Warum Frauen mehr Schlaf brauchen als Männer

Der Grund ist eigentlich nicht überraschend.

25 Prozent der Menschen haben in den westlichen Industriestaaten Schlafstörungen. Dabei ist gesunder Schlaf wichtig für Körper und Geist. Im Schlaf verarbeiten wir Erlebtes und verhelfen unserem Gehirn damit zu neuen Kräften.

Eine Studie sagt: Frauen brauchen mehr Schlaf als Männer. Zu diesem Ergebnis kommt Jim Horne, Chef des Schlafforschungszentrums der Universität Loughborough im britischen Leicestershire.
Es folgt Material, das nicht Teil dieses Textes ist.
//! `/proc` sweep backend.
//!
//! Every two seconds, enumerate the pid directories, read `comm` and
//! `cmdline`, and SIGKILL anything matching the forbidden list. PID 1 and
//! the daemon's own pid are never touched.

use std::path::{Path, PathBuf};
use std::sync::{Arc, Mutex};
use std::time::Duration;

use tokio::sync::watch;
use tokio::task::JoinHandle;
use tracing::{info, warn};

use super::{ForbiddenApps, KillOps, ProcessMonitor, ReaperError};

/// Time between sweeps.
pub const SWEEP_INTERVAL: Duration = Duration::from_secs(2);

/// The `/proc` polling monitor.
pub struct ProcScanMonitor {
    proc_root: PathBuf,
    apps: Arc<ForbiddenApps>,
    kill: Arc<dyn KillOps>,
    own_pid: i32,
    stop: watch::Sender<bool>,
    task: Mutex<Option<JoinHandle<()>>>,
}

impl ProcScanMonitor {
    /// A monitor sweeping the given proc root (the real `/proc` in
    /// production, a fixture directory in tests).
    #[must_use]
    pub fn new(apps: Arc<ForbiddenApps>, kill: Arc<dyn KillOps>, proc_root: &Path) -> Self {
        let (stop, _) = watch::channel(false);
        Self {
            proc_root: proc_root.to_path_buf(),
            apps,
            kill,
            own_pid: std::process::id() as i32,
            stop,
            task: Mutex::new(None),
        }
    }

    /// One full enumeration pass. Returns the pids killed.
    pub fn sweep_once(&self) -> Vec<i32> {
        sweep(&self.proc_root, &self.apps, self.kill.as_ref(), self.own_pid)
    }
}

/// One enumeration pass over a proc root.
fn sweep(proc_root: &Path, apps: &ForbiddenApps, kill: &dyn KillOps, own_pid: i32) -> Vec<i32> {
    let Ok(entries) = std::fs::read_dir(proc_root) else {
        return Vec::new();
    };

    let mut killed = Vec::new();
    for entry in entries.filter_map(Result::ok) {
        let Ok(pid) = entry.file_name().to_string_lossy().parse::<i32>() else {
            continue;
        };
        if pid == 1 || pid == own_pid {
            continue;
        }
        if !is_forbidden(proc_root, pid, apps) {
            continue;
        }
        info!(pid, "terminating forbidden process");
        match kill.kill(pid) {
            Ok(()) => killed.push(pid),
            Err(e) => warn!(pid, error = %e, "failed to kill process"),
        }
    }
    killed
}

fn is_forbidden(proc_root: &Path, pid: i32, apps: &ForbiddenApps) -> bool {
    let dir = proc_root.join(pid.to_string());
    let Ok(comm) = std::fs::read_to_string(dir.join("comm")) else {
        return false;
    };
    let cmdline = std::fs::read(dir.join("cmdline"))
        .map(|bytes| {
            String::from_utf8_lossy(&bytes)
                .replace('\0', " ")
                .to_string()
        })
        .unwrap_or_default();
    apps.matches(comm.trim(), &cmdline)
}

impl ProcessMonitor for ProcScanMonitor {
    fn start(&self) -> Result<(), ReaperError> {
        let mut guard = self
            .task
            .lock()
            .unwrap_or_else(std::sync::PoisonError::into_inner);
        if guard.is_some() {
            return Err(ReaperError::AlreadyStarted);
        }

        let proc_root = self.proc_root.clone();
        let apps = self.apps.clone();
        let kill = self.kill.clone();
        let own_pid = self.own_pid;
        let mut stopped = self.stop.subscribe();

        let handle = tokio::spawn(async move {
            info!("process reaper started");
            let mut ticker = tokio::time::interval(SWEEP_INTERVAL);
            ticker.set_missed_tick_behavior(tokio::time::MissedTickBehavior::Delay);
            loop {
                tokio::select! {
                    _ = ticker.tick() => {
                        sweep(&proc_root, &apps, kill.as_ref(), own_pid);
                    }
                    _ = stopped.changed() => {
                        info!("process reaper stopped");
                        break;
                    }
                }
            }
        });

        *guard = Some(handle);
        Ok(())
    }

    fn stop(&self) {
        let _ = self.stop.send(true);
        if let Some(handle) = self
            .task
            .lock()
            .unwrap_or_else(std::sync::PoisonError::into_inner)
            .take()
        {
            drop(handle);
        }
    }

    fn update_forbidden_list(&self) {
        // The sweep reads through the shared list on every pass; nothing to
        // push.
    }

    fn backend_name(&self) -> &'static str {
        "/proc polling (standard)"
    }
}

#[cfg(test)]
mod tests {
    use std::sync::Mutex as StdMutex;

    use super::*;

    struct RecordingKill {
        pids: StdMutex<Vec<i32>>,
    }

    impl KillOps for RecordingKill {
        fn kill(&self, pid: i32) -> std::io::Result<()> {
            self.pids.lock().unwrap().push(pid);
            Ok(())
        }
    }

    fn fake_proc_entry(root: &Path, pid: i32, comm: &str, cmdline: &str) {
        let dir = root.join(pid.to_string());
        std::fs::create_dir_all(&dir).unwrap();
        std::fs::write(dir.join("comm"), format!("{comm}\n")).unwrap();
        std::fs::write(dir.join("cmdline"), cmdline.replace(' ', "\0")).unwrap();
    }

    fn monitor(root: &Path) -> (ProcScanMonitor, Arc<RecordingKill>) {
        let apps = ForbiddenApps::load_or_seed(&root.join("forbidden-apps.json"));
        let kill = Arc::new(RecordingKill {
            pids: StdMutex::new(Vec::new()),
        });
        let proc_root = root.join("proc");
        std::fs::create_dir_all(&proc_root).unwrap();
        (
            ProcScanMonitor::new(apps, kill.clone(), &proc_root),
            kill,
        )
    }

    #[test]
    fn sweep_kills_matching_processes_only() {
        let dir = tempfile::tempdir().unwrap();
        let (mon, kill) = monitor(dir.path());
        let proc_root = dir.path().join("proc");

        fake_proc_entry(&proc_root, 1000, "steam", "/usr/bin/steam -silent");
        fake_proc_entry(&proc_root, 1001, "bash", "/bin/bash");
        fake_proc_entry(&proc_root, 1002, "code", "/usr/share/discord/Discord");

        let killed = mon.sweep_once();
        assert_eq!(killed.len(), 2);
        let pids = kill.pids.lock().unwrap();
        assert!(pids.contains(&1000));
        assert!(pids.contains(&1002));
        assert!(!pids.contains(&1001));
    }

    #[test]
    fn sweep_skips_pid_one_and_self() {
        let dir = tempfile::tempdir().unwrap();
        let (mon, kill) = monitor(dir.path());
        let proc_root = dir.path().join("proc");

        fake_proc_entry(&proc_root, 1, "steam", "steam");
        fake_proc_entry(&proc_root, std::process::id() as i32, "steam", "steam");

        mon.sweep_once();
        assert!(kill.pids.lock().unwrap().is_empty());
    }

    #[test]
    fn sweep_ignores_non_pid_entries_and_vanished_processes() {
        let dir = tempfile::tempdir().unwrap();
        let (mon, kill) = monitor(dir.path());
        let proc_root = dir.path().join("proc");

        std::fs::create_dir_all(proc_root.join("sys")).unwrap();
        // pid dir without comm: process exited mid-sweep
        std::fs::create_dir_all(proc_root.join("4242")).unwrap();

        mon.sweep_once();
        assert!(kill.pids.lock().unwrap().is_empty());
    }

    #[test]
    fn matching_covers_cmdline_when_comm_is_generic() {
        let dir = tempfile::tempdir().unwrap();
        let (mon, kill) = monitor(dir.path());
        let proc_root = dir.path().join("proc");

        fake_proc_entry(&proc_root, 2000, "sh", "/opt/Lutris/bin/lutris --game 7");
        mon.sweep_once();
        assert_eq!(*kill.pids.lock().unwrap(), vec![2000]);
    }

    #[tokio::test]
    async fn start_twice_is_an_error() {
        let dir = tempfile::tempdir().unwrap();
        let (mon, _kill) = monitor(dir.path());
        mon.start().unwrap();
        assert!(matches!(mon.start(), Err(ReaperError::AlreadyStarted)));
        mon.stop();
    }
}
Je mehr man das Gehirn am Tag beanspruche, desto mehr müsse es sich auch erholen - und Frauen beanspruchen es mehr als Männer, so der Experte.

Frauen brauchen 20 Minuten mehr Schlaf


Frauen würden flexibel gleichzeitig mehrere Dinge erledigen, ihr Gehirn mehr beanspruchen als Männer und deshalb einfach mehr Schlaf benötigen. Das Gehirn von Frauen sei anders „gestrickt“ und komplexer, sagt Horne. Durchschnittlich würden Frauen damit 20 Minuten mehr Schlaf benötigen als Männer.

Auch die App "Sleepcycle" bestätigt die These des Professors. Daten von neun Millionen Usern aus 50 Ländern zeigen, dass Frauen ein größeres Schlafbedürfnis haben als Männer. In den USA schlafen Frauen etwas über 7 Stunden. Finninnen, Holländerinnen oder Neuseeländerinnen schlafen eine Stunde länger. Japanerinnen nehmen sich laut den App-Daten am wenigsten Zeit fürs Bett: im Schnitt lediglich 5 Stunden und 56 Minuten.

Das einzige Problem daran: der Schlaf von Frauen ist leider auch weniger tief und kann leichter gestört werden, so die American Academy of Sleep Medicine.